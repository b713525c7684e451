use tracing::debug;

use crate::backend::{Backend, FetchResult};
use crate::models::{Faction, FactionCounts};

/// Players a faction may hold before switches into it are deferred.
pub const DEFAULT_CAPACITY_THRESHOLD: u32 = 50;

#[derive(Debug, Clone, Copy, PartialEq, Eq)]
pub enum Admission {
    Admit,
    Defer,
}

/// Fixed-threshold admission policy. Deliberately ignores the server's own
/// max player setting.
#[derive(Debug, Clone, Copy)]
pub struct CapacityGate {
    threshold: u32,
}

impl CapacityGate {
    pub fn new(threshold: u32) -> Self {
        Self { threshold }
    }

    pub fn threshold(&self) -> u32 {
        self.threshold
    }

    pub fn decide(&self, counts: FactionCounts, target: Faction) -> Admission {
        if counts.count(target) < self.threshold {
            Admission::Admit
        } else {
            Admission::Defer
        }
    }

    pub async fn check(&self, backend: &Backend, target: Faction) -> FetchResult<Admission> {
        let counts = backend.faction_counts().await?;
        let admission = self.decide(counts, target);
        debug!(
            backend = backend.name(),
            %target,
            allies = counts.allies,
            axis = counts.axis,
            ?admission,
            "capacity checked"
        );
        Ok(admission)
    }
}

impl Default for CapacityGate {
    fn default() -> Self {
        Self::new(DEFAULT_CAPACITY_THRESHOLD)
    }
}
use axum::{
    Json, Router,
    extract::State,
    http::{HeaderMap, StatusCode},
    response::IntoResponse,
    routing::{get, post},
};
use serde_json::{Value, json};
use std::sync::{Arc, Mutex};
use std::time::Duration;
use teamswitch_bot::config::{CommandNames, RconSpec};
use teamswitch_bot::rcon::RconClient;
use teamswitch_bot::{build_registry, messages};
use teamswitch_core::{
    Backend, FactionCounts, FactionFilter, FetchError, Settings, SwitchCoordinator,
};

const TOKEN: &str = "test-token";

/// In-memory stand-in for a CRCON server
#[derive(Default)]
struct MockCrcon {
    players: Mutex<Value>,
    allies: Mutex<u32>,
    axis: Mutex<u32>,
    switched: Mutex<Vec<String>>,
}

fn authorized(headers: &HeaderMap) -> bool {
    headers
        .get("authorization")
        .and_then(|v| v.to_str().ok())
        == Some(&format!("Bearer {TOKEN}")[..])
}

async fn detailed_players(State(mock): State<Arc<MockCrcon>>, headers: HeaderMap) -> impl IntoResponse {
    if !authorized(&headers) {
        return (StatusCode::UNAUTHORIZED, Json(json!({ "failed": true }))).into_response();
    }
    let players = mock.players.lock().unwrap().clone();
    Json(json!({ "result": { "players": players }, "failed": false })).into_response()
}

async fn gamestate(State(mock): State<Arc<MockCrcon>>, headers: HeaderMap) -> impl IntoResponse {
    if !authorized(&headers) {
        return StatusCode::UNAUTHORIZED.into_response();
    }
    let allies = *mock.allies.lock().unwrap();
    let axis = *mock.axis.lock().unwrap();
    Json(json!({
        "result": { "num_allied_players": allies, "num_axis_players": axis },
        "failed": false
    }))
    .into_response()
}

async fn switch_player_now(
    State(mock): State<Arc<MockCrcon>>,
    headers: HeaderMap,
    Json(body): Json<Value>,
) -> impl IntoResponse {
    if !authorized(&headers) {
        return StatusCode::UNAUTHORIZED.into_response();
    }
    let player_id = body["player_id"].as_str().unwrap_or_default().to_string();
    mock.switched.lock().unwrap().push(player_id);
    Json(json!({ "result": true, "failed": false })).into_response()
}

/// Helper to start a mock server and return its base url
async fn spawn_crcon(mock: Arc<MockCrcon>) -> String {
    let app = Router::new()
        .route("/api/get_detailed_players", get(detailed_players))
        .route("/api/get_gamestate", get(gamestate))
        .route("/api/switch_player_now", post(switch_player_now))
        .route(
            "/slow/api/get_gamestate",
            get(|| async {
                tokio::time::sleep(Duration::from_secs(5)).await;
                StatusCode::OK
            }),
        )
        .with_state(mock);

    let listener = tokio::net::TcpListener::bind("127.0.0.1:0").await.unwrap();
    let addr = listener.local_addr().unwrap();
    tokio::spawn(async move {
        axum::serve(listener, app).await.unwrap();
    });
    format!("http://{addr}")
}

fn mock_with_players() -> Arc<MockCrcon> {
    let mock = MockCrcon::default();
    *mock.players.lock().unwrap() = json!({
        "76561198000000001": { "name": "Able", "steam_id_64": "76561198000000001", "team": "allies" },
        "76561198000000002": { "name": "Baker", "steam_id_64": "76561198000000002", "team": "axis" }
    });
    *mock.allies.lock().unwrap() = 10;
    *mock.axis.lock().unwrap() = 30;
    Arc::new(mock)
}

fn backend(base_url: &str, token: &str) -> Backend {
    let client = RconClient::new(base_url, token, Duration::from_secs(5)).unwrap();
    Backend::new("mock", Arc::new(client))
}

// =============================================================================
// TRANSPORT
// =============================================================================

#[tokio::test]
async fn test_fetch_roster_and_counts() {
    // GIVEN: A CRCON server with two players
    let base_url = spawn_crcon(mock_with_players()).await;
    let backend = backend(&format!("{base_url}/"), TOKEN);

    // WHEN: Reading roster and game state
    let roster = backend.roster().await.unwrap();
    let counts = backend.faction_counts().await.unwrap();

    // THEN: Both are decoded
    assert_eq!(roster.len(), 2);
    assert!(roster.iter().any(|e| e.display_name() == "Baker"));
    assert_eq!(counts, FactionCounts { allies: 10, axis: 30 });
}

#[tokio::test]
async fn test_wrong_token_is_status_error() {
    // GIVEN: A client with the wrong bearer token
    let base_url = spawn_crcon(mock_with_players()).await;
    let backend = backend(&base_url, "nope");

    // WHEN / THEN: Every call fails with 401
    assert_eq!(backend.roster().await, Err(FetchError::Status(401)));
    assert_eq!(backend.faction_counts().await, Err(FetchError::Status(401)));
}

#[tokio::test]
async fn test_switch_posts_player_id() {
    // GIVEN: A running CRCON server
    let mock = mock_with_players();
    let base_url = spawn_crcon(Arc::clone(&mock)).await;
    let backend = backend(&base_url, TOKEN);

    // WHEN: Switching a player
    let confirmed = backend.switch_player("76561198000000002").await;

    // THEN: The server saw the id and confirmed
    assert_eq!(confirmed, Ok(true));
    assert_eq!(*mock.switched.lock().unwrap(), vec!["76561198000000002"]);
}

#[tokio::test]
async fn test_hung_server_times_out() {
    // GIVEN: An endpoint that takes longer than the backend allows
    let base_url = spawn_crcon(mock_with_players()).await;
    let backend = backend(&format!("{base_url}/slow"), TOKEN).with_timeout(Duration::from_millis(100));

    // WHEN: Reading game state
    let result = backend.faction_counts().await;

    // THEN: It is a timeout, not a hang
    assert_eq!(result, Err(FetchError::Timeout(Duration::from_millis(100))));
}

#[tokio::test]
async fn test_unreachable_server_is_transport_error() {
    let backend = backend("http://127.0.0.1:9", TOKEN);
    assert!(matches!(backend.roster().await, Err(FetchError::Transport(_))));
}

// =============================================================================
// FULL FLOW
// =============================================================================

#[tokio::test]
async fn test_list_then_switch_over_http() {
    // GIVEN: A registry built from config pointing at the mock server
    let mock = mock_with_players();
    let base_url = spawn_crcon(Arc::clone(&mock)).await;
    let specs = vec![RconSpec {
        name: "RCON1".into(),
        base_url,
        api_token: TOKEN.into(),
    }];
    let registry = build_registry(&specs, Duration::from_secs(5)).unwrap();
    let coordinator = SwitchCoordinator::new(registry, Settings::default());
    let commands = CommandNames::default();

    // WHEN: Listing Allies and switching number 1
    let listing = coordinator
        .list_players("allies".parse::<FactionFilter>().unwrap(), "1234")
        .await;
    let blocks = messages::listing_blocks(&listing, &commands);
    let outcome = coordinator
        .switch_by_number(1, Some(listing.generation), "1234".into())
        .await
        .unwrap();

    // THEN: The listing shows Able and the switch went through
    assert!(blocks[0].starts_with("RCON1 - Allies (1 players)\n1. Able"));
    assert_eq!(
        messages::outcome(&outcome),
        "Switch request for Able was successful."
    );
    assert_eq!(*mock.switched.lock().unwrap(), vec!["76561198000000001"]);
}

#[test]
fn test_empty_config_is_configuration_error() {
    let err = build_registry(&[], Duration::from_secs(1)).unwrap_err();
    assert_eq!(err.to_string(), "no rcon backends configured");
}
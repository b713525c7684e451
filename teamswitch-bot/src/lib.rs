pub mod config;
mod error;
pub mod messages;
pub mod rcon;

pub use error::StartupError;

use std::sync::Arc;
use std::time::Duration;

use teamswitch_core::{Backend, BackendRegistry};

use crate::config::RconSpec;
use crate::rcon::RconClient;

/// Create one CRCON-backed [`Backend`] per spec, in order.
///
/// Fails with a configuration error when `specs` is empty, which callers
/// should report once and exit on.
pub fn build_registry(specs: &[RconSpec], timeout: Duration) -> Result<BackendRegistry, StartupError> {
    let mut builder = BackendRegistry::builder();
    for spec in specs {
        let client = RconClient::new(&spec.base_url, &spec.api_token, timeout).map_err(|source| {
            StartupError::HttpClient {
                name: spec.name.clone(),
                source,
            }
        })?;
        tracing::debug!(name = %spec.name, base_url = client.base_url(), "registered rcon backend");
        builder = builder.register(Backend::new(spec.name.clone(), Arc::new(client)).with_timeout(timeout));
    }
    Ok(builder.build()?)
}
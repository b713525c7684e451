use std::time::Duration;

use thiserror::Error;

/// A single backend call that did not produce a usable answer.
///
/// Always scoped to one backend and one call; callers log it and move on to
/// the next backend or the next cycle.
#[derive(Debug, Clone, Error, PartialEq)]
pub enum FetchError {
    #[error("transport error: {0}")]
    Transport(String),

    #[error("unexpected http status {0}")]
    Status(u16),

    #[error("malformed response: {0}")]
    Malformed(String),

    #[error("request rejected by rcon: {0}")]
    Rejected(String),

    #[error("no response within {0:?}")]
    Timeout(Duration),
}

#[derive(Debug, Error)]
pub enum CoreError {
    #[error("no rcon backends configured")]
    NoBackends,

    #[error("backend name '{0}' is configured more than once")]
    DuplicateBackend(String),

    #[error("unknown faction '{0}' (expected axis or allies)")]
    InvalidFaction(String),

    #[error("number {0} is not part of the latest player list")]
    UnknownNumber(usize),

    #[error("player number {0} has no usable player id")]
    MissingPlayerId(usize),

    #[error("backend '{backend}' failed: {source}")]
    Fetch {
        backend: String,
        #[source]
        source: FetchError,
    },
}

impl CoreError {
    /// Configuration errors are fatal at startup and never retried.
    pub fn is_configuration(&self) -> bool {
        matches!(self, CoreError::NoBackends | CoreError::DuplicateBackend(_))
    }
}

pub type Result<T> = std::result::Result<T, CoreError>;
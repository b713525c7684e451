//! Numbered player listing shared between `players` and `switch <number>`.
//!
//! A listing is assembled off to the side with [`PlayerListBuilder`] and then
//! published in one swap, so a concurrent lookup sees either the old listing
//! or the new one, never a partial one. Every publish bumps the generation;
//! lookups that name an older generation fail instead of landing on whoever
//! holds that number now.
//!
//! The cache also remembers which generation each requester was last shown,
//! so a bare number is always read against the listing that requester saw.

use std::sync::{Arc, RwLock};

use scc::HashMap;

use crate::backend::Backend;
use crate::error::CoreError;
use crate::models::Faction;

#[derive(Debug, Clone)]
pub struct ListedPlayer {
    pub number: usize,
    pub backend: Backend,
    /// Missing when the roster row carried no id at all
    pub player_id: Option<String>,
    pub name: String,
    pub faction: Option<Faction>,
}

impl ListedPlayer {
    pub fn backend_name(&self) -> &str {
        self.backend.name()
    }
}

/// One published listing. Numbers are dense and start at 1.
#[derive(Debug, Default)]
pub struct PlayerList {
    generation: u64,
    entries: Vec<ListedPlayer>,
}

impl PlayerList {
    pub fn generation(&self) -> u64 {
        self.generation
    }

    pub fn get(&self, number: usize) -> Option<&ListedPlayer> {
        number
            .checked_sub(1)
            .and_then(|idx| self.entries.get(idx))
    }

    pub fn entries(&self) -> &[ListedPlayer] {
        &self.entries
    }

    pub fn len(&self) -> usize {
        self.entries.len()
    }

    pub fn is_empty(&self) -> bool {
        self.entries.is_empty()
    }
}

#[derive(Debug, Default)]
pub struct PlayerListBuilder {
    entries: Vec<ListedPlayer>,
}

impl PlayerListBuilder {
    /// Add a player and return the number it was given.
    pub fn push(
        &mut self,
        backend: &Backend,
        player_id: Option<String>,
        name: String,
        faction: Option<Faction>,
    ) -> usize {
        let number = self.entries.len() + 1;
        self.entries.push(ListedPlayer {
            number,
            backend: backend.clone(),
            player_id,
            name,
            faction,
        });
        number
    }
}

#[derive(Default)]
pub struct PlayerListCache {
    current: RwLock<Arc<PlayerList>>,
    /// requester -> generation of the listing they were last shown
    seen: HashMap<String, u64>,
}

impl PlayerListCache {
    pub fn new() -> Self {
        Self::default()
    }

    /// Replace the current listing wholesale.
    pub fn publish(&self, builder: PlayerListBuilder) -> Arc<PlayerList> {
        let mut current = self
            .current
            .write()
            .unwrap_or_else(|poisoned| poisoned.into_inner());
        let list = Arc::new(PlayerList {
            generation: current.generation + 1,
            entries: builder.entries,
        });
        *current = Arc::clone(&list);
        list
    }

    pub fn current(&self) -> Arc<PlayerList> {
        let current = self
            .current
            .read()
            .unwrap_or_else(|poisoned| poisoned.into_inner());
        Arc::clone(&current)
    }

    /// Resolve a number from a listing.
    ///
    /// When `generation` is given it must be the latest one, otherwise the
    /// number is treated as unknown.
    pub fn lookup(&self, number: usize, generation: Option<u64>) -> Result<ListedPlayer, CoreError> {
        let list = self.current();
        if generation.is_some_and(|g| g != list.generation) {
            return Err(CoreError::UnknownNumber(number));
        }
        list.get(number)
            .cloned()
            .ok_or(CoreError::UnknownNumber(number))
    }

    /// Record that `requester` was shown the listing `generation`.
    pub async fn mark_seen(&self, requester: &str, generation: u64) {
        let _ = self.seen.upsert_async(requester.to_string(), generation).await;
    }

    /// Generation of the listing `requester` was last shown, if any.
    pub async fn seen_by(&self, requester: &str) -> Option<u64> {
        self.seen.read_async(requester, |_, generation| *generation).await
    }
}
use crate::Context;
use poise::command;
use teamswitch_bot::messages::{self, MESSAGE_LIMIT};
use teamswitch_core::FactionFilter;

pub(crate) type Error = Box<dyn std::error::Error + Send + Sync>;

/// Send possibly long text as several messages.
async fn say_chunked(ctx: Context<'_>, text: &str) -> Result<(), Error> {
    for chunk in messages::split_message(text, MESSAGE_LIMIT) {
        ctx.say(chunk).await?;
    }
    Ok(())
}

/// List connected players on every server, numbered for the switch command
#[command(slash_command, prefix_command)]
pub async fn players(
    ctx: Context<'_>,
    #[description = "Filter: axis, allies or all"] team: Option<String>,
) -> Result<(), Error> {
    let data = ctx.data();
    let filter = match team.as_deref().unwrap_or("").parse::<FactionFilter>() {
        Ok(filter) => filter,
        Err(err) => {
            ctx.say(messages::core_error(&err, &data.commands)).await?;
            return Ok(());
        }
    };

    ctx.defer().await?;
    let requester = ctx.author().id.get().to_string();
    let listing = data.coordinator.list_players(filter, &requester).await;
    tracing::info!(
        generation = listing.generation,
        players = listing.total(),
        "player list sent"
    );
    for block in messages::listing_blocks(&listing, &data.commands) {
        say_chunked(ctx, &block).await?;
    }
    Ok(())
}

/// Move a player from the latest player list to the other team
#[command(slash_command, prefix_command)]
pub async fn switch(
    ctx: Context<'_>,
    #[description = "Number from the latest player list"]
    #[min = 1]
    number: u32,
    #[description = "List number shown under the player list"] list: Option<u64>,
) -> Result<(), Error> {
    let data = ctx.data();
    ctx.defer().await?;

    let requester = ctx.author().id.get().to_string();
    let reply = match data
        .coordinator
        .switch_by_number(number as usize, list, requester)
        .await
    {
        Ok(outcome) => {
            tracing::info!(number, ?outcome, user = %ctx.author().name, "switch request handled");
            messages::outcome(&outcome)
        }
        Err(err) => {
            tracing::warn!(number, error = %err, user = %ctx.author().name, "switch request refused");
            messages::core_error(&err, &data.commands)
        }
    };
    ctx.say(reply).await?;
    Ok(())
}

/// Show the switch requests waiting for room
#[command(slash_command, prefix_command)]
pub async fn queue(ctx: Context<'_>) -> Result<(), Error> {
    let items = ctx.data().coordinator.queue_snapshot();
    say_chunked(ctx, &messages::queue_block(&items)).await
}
————————
EXERCISE INSTRUCTIONS
Only one part of the material above is to be transcribed, namely the lines starting with the line that has "Arc::new(mock)" and going on through the line that has "assert_eq!(roster.len(), 2);", exactly as they stand.

OUTPUT BELOW
    Arc::new(mock)
}

fn backend(base_url: &str, token: &str) -> Backend {
    let client = RconClient::new(base_url, token, Duration::from_secs(5)).unwrap();
    Backend::new("mock", Arc::new(client))
}

// =============================================================================
// TRANSPORT
// =============================================================================

#[tokio::test]
async fn test_fetch_roster_and_counts() {
    // GIVEN: A CRCON server with two players
    let base_url = spawn_crcon(mock_with_players()).await;
    let backend = backend(&format!("{base_url}/"), TOKEN);

    // WHEN: Reading roster and game state
    let roster = backend.roster().await.unwrap();
    let counts = backend.faction_counts().await.unwrap();

    // THEN: Both are decoded
    assert_eq!(roster.len(), 2);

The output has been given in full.